Helene Verin

Helene Verin is a former professor at FIT who recently relocated to Palm Springs. We talked to her about her new life, working in the shoe industry in New York in the 70s and 80s, and more.

Photography: Adam Humphreys

What made you decide to move here, and how does it compare to your old life in New York City?

I moved during COVID. I was a professor at FIT, and we started working remotely. My son was in LA, and  I always had a fantasy (about Palm Springs). I always wanted to live in the Royal Hawaiian.

Is this what where we are right now?

Yeah, Royal Hawaiian Estates. Donald Wexler was doing a lot of work in Palm Springs, but they wouldn't sell to Jews then. So he built the Royal Hawaiian for his mother and her friends, for Jews for aged 55 and older. So that's the only place I’d ever heard of in Palm Springs. Anyways... I came to see it and there happened to be a for sale sign. I bought it in about 10 minutes on WhatsApp. It was just meant to be. I knew it when I walked in.

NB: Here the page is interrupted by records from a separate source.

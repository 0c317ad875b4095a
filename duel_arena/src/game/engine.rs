//! Move application and outcome detection.

use rand::Rng;
use serde::{Deserialize, Serialize};
use thiserror::Error;

use super::constants::BOARD_CELLS;
use super::entities::{Board, Mark};
use crate::UserId;

/// Errors raised by a rejected move.
#[derive(Clone, Debug, Deserialize, Eq, Error, PartialEq, Serialize)]
pub enum GameError {
    #[error("not your turn")]
    NotYourTurn,
    #[error("cell {0} is already taken")]
    CellOccupied(usize),
    #[error("cell {0} is off the board (expected 0-8)")]
    InvalidIndex(usize),
    #[error("the game is already over")]
    GameOver,
    #[error("a match needs two distinct participants")]
    InvalidParticipants,
}

pub type GameResult<T> = Result<T, GameError>;

/// Result of one accepted move.
#[derive(Clone, Copy, Debug, Deserialize, Eq, PartialEq, Serialize)]
#[serde(tag = "type", content = "winner")]
pub enum MoveOutcome {
    /// Game goes on; the other participant moves next.
    Continue,
    /// The mover completed a line.
    Win(UserId),
    /// Board is full with no line.
    Draw,
}

impl MoveOutcome {
    #[must_use]
    pub const fn is_terminal(self) -> bool {
        !matches!(self, Self::Continue)
    }
}

/// Board and turn order for one match.
///
/// `participants[0]` always plays [`Mark::X`] and `participants[1]` plays
/// [`Mark::O`]; the assignment never changes once the match starts.
#[derive(Clone, Debug, Deserialize, Eq, PartialEq, Serialize)]
pub struct GameState {
    board: Board,
    participants: [UserId; 2],
    active: UserId,
    outcome: Option<MoveOutcome>,
}

impl GameState {
    /// Start a match with an explicit first mover.
    pub fn new(x: UserId, o: UserId, first_mover: UserId) -> GameResult<Self> {
        if x == o || (first_mover != x && first_mover != o) {
            return Err(GameError::InvalidParticipants);
        }
        Ok(Self {
            board: Board::new(),
            participants: [x, o],
            active: first_mover,
            outcome: None,
        })
    }

    /// Start a match, picking the first mover uniformly at random from `rng`.
    pub fn start<R: Rng + ?Sized>(x: UserId, o: UserId, rng: &mut R) -> GameResult<Self> {
        let first_mover = if rng.random_bool(0.5) { x } else { o };
        Self::new(x, o, first_mover)
    }

    #[must_use]
    pub fn board(&self) -> &Board {
        &self.board
    }

    #[must_use]
    pub fn participants(&self) -> [UserId; 2] {
        self.participants
    }

    #[must_use]
    pub fn active_participant(&self) -> UserId {
        self.active
    }

    #[must_use]
    pub fn mark_of(&self, participant: UserId) -> Option<Mark> {
        match self.participants {
            [x, _] if x == participant => Some(Mark::X),
            [_, o] if o == participant => Some(Mark::O),
            _ => None,
        }
    }

    #[must_use]
    pub fn participant_with(&self, mark: Mark) -> UserId {
        match mark {
            Mark::X => self.participants[0],
            Mark::O => self.participants[1],
        }
    }

    /// Terminal outcome, once reached.
    #[must_use]
    pub fn outcome(&self) -> Option<MoveOutcome> {
        self.outcome
    }

    #[must_use]
    pub fn is_finished(&self) -> bool {
        self.outcome.is_some()
    }

    #[must_use]
    pub fn moves_made(&self) -> usize {
        self.board.filled()
    }

    fn opponent_of(&self, participant: UserId) -> UserId {
        if participant == self.participants[0] {
            self.participants[1]
        } else {
            self.participants[0]
        }
    }
}

/// Apply `participant`'s move on `cell` to `state`.
///
/// On success the cell carries the mover's mark. The mover's mark is checked
/// against every winning line, then the board is checked for a draw; if
/// neither holds, the turn passes to the other participant.
///
/// # Errors
///
/// * `GameError::GameOver` - The match already reached a terminal outcome
/// * `GameError::NotYourTurn` - `participant` is not the active participant
/// * `GameError::InvalidIndex` - `cell` is outside 0-8
/// * `GameError::CellOccupied` - `cell` already holds a mark
pub fn apply_move(state: &mut GameState, participant: UserId, cell: usize) -> GameResult<MoveOutcome> {
    if state.outcome.is_some() {
        return Err(GameError::GameOver);
    }
    if participant != state.active {
        return Err(GameError::NotYourTurn);
    }
    if cell >= BOARD_CELLS {
        return Err(GameError::InvalidIndex(cell));
    }
    if !state.board.get(cell).is_some_and(|c| c.is_empty()) {
        return Err(GameError::CellOccupied(cell));
    }

    // Active participant is always one of the two, so the mark exists.
    let mark = state.mark_of(participant).ok_or(GameError::InvalidParticipants)?;
    state.board.set(cell, mark);

    let outcome = if state.board.has_line(mark) {
        MoveOutcome::Win(participant)
    } else if state.board.is_full() {
        MoveOutcome::Draw
    } else {
        state.active = state.opponent_of(participant);
        MoveOutcome::Continue
    };

    if outcome.is_terminal() {
        state.outcome = Some(outcome);
    }

    Ok(outcome)
}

And how are you liking it?

Everyone thinks of me as the quintessential New Yorker and can't imagine I'd ever leave. But I just adore it, I just love it. I realized I've been cold my whole life.

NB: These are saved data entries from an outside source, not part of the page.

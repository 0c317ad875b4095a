//! # Duel Arena
//!
//! Wagered two-player tic-tac-toe duels, refereed by a dealer and settled
//! with a house commission.
//!
//! A duel starts as a public challenge, gains an opponent, is started by an
//! authorized dealer, and ends in a win or a draw. Every settled match is
//! appended to a record store from which per-user and global statistics are
//! derived.
//!
//! ## Core Modules
//!
//! - [`game`]: Board, marks, move application, win/draw detection
//! - [`payout`]: Pot and commission arithmetic
//! - [`records`]: Append-only match history and aggregate statistics
//! - [`duel`]: Registry, lifecycle state machine and its actor
//! - [`db`]: PostgreSQL connection pooling
//!
//! ## Example
//!
//! ```
//! use duel_arena::game::{GameState, MoveOutcome, apply_move};
//!
//! let mut game = GameState::new(1, 2, 1).unwrap();
//! assert_eq!(apply_move(&mut game, 1, 4), Ok(MoveOutcome::Continue));
//! assert_eq!(game.active_participant(), 2);
//! ```

/// Chat-platform user identifier.
pub type UserId = i64;

/// In-process duel identifier.
pub type DuelId = i64;

/// Database connection pooling.
pub mod db;

/// Duel lifecycle, registry and actor.
pub mod duel;
pub use duel::{
    DuelAction, DuelActor, DuelConfig, DuelError, DuelHandle, DuelManager, DuelResponse,
    DuelResult,
};

/// Tic-tac-toe engine.
pub mod game;

/// Commission and payout calculation.
pub mod payout;
pub use payout::{CommissionRate, Payout, compute_net_payout};

/// Match history and statistics.
pub mod records;
pub use records::{AggregateStats, MatchRecord, MatchRecordManager};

How did you get into the shoe business?

Andy Warhol was my friend, and he used to do shoe illustrations for I. Miller. And I was at a loss because I came from Minneapolis, and I was working in public TV, and I was frustrated. I didn't know what to do. And somebody said to me, "Be a shoe designer. There's no American shoe designers." So the next day, I enrolled in Parsons, and I started selling shoes at Henri Bendel's then, which is on 57th street, because everybody said you had to learn about the fit of shoes before anything else. And then I found a job working in one of the last fashion shoe factories in Brooklyn. It was right above a mattress factory. So I had the immediacy of finding something on the street, well, for example, mattress ticking downstairs, making it into a shoe, and it would be in the window of Saks the next day. Whereas now we're so used to waiting for the prototype. It's like then waiting... Because no shoes are really made in America anymore, it's like an eight-month proposition of getting something to market, where then it was so immediate because you could just have an idea-

It was so much better, wasn't it?

Oh my God, it's just... For anyone that's like a tactile... Like, my students, for example, they all learn all of the obviously computer spec sheets and everything like that. And so you just send it via spec sheets and everything. I don't know how to do any of that stuff because it was way before that I would do a silly drawing, and it was always really fun to see what the factory would do with it. But there was a level of spontaneity, which I think can't exist anymore because of the factories being all over the world.

Do you think overall design is not as good because of that?

I think you can actually tell the stuff that's made on the computer versus the stuff that's made by hand. So I do miss the hand and I miss that people don't probably even realize that are younger, because they were brought up on... I mean, my son of course would be, "This is an idiotic thing to say."

I dream about bringing Italians just to do it in America, but-

You can't.

It's like a whole ecosystem that you have to uproot. You'd need to have the tanneries and all the other...

The lasts. Yeah, everything.

You've written books about American Shoe Designers Arsho Baghsarian and Beth Levine. If you were going to make another book about a shoemaker who would it be?

A woman named Margaret Clark. Margaret Jerrold was the name of the shoes. My thing is '50s and '60s mid-century-modern American women designers because they always had men's names in the label. So you don't know who these people are, but they're actually the ones who Manolo Blahnik and Christian Louboutin actually reference. They're the originals, the American women designers. It’s a tradition that has not gotten enough attention. Everyone thinks of these European men, but it really isn't about them.

It's really these mid-century American women.

Like, this month in Vogue, somebody copied exactly Beth Levine's stocking boots that she won a Coty for. I mean, it's not really relevant to knock off. And that's what most American companies are brought up thinking. You've got to knock off the Europeans. And it's wrong because Americans have their own... We have our own... I mean, we know this in fashion now, Bonnie Cashin, blah, blah, blah, Calvin Klein. But we have our own very American quality, which should not be diluted.

Helene is wearing her own clothes and Mika Extra Black.